The test of any mens rea element is always based on an assessment of whether the accused had foresight of the prohibited consequences and desired to cause those consequences to occur. The three types of test are:
1. subjective where the court attempts to establish what the accused was actually thinking at the time the actus reus was caused;
2. objective where the court imputes mens rea elements on the basis that a reasonable person with the same general knowledge and abilities as the accused would have had those elements; or
3. hybrid, i.e., the test is both subjective and objective.
The most culpable mens rea elements will have both foresight and desire on a subjective basis. Negligence arises when, on a subjective test, an accused has not actually foreseen the potentially adverse consequences to the planned actions, and has gone ahead, exposing a particular individual or unknown victim to the risk of suffering injury or loss. The accused is a social danger because they have endangered the safety of others in circumstances where the reasonable person would have foreseen the injury and taken preventive measures.

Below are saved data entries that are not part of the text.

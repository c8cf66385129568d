//! Mixed multigraph model and traversal primitives.
//!
//! A [`Graph`] holds weighted edges that are either directed or undirected;
//! parallel edges and self-loops are allowed. Every engine in the crate
//! represents a candidate route as a sequence of [`EdgeIdx`] values and
//! relies on the primitives here to build and evaluate them:
//!
//! - [`Graph::edges_from`], [`Graph::edges_between`]: orientation-aware adjacency
//! - [`Graph::common_node`]: the vertex joining two consecutive edges
//! - [`Graph::path_between`]: breadth-first shortest path (by edge count)
//! - [`Graph::random_closed_walk`]: random edge-covering closed walk
//! - [`Graph::walk_length`], [`Graph::closed_walk_length`]: route evaluation

mod traversal;
mod types;

pub use types::{
    Edge, EdgeIdx, EdgeKind, EdgeSpec, Graph, GraphBuilder, GraphSpec, Node, NodeIdx, NodeSpec,
};
//! Reading and writing NSL files

use crate::{decode, encode};
use qdct_core::{CompressedImage, QdctResult};
use std::fs;
use std::io::{Read, Write};
use std::path::Path;

/// Write `image` as NSL to `writer`, returning the number of bytes written
pub fn write_nsl<W: Write>(mut writer: W, image: &CompressedImage) -> QdctResult<usize> {
    let bytes = encode(image)?;
    writer.write_all(&bytes)?;
    writer.flush()?;
    Ok(bytes.len())
}

/// Read one NSL image from `reader`, consuming it to the end
pub fn read_nsl<R: Read>(mut reader: R) -> QdctResult<CompressedImage> {
    let mut bytes = Vec::new();
    reader.read_to_end(&mut bytes)?;
    decode(&bytes)
}

pub fn write_nsl_file<P: AsRef<Path>>(path: P, image: &CompressedImage) -> QdctResult<usize> {
    let bytes = encode(image)?;
    fs::write(path.as_ref(), &bytes)?;
    log::debug!("wrote {} bytes to {}", bytes.len(), path.as_ref().display());
    Ok(bytes.len())
}

pub fn read_nsl_file<P: AsRef<Path>>(path: P) -> QdctResult<CompressedImage> {
    let bytes = fs::read(path.as_ref())?;
    decode(&bytes)
}

/// Conventional export name: `{device}_L{level}_{timestamp}.nsl`
///
/// Characters that are unsafe in file names (path separators, `:` and
/// control characters) are replaced with `-`.
pub fn nsl_filename(device_id: &str, compression_level: u32, timestamp: u32) -> String {
    let device: String = device_id
        .chars()
        .map(|c| match c {
            '/' | '\\' | ':' | '*' | '?' | '"' | '<' | '>' | '|' => '-',
            c if c.is_control() => '-',
            c => c,
        })
        .collect();
    format!("{}_L{}_{}.nsl", device, compression_level, timestamp)
}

==Reasonable person standard==
"Reasonable person standard" does not pertain to a real person, but rather a legal fiction. It is an objective yardstick against which to measure the culpability of real people. For these purposes, the reasonable person is not an average person: this is not a democratic measure. To determine the appropriate level of responsibility, the test of reasonableness has to be directly relevant to the activities being undertaken by the accused. What the "average person" thinks or might do would be irrelevant in a case where a doctor is accused of wrongfully killing a patient during treatment. Hence, there is a baseline of minimum competence that all are expected to meet. This reasonable person is appropriately informed, capable, aware of the law, and fair-minded. This standard can never go down, but it can go up to match the training and abilities of the particular accused. In testing whether the particular doctor has misdiagnosed a patient so incompetently that it amounts to a crime, the standard must be that of a reasonable doctor. Those who hold themselves out as having particular skills must match the level of performance expected of people with comparable skills. When engaged in an activity outside their expertise, such individuals revert to the ordinary person standard. This is not to deny that ordinary people might do something extraordinary in certain circumstances, but the ordinary person as an accused will not be at fault if they do not do that extraordinary thing so long as whatever that person does or thinks is reasonable in those circumstances.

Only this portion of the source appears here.